ASSIGNED TASK:
Write out, word for word, only the data from its first line to the line containing "let current = CurrentConditions".

EXTRACTED MATERIAL:
+++

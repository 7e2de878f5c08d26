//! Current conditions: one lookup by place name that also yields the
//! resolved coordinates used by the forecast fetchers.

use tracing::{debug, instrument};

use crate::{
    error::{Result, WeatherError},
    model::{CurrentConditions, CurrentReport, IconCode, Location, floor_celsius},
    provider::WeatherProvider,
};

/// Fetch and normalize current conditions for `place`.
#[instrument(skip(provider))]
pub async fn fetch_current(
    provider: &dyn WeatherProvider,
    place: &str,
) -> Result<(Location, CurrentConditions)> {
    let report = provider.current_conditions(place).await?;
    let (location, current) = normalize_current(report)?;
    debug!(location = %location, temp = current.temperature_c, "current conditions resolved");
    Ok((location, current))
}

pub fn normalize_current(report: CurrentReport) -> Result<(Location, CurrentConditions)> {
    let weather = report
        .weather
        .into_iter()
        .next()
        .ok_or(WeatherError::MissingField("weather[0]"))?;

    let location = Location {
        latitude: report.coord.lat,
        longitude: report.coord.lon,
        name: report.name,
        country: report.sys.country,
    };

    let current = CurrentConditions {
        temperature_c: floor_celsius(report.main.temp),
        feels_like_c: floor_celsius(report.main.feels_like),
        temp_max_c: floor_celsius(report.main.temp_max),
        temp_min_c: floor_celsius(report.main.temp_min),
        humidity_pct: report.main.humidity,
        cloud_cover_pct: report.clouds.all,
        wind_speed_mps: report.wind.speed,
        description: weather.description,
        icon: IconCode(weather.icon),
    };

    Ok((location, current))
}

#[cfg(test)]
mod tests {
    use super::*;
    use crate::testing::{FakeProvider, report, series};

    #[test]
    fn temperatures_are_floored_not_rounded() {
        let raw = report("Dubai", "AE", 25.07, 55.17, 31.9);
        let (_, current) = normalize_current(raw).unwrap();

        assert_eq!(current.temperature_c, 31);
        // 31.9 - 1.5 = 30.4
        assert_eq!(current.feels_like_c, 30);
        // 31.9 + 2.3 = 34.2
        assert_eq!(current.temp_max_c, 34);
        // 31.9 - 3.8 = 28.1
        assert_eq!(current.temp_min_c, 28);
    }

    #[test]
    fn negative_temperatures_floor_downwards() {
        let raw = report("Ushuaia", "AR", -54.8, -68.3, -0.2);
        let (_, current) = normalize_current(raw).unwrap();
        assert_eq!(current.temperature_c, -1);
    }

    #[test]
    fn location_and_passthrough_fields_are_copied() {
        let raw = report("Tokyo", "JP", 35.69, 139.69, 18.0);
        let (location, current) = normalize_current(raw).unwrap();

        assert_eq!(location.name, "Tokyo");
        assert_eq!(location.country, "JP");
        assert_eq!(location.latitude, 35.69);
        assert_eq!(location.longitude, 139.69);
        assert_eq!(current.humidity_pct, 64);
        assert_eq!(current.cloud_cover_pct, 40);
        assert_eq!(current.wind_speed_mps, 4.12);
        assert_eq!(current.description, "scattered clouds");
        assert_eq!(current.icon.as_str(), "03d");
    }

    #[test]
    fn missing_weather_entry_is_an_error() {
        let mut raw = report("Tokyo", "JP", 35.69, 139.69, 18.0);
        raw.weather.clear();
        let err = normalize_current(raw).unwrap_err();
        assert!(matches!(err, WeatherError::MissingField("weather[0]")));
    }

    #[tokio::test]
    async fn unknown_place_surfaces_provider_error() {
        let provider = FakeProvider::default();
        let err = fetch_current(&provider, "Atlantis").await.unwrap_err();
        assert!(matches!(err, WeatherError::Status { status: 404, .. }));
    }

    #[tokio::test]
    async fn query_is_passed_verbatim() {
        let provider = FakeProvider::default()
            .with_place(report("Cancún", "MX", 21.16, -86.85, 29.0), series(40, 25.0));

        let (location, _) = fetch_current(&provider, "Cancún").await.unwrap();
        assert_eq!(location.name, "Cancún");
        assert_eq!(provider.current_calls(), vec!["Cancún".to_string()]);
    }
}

+++

TASK RESULT:
repository 7e2de878f5c08d26
//! Current conditions: one lookup by place name that also yields the
//! resolved coordinates used by the forecast fetchers.

use tracing::{debug, instrument};

use crate::{
    error::{Result, WeatherError},
    model::{CurrentConditions, CurrentReport, IconCode, Location, floor_celsius},
    provider::WeatherProvider,
};

/// Fetch and normalize current conditions for `place`.
#[instrument(skip(provider))]
pub async fn fetch_current(
    provider: &dyn WeatherProvider,
    place: &str,
) -> Result<(Location, CurrentConditions)> {
    let report = provider.current_conditions(place).await?;
    let (location, current) = normalize_current(report)?;
    debug!(location = %location, temp = current.temperature_c, "current conditions resolved");
    Ok((location, current))
}

pub fn normalize_current(report: CurrentReport) -> Result<(Location, CurrentConditions)> {
    let weather = report
        .weather
        .into_iter()
        .next()
        .ok_or(WeatherError::MissingField("weather[0]"))?;

    let location = Location {
        latitude: report.coord.lat,
        longitude: report.coord.lon,
        name: report.name,
        country: report.sys.country,
    };

    let current = CurrentConditions {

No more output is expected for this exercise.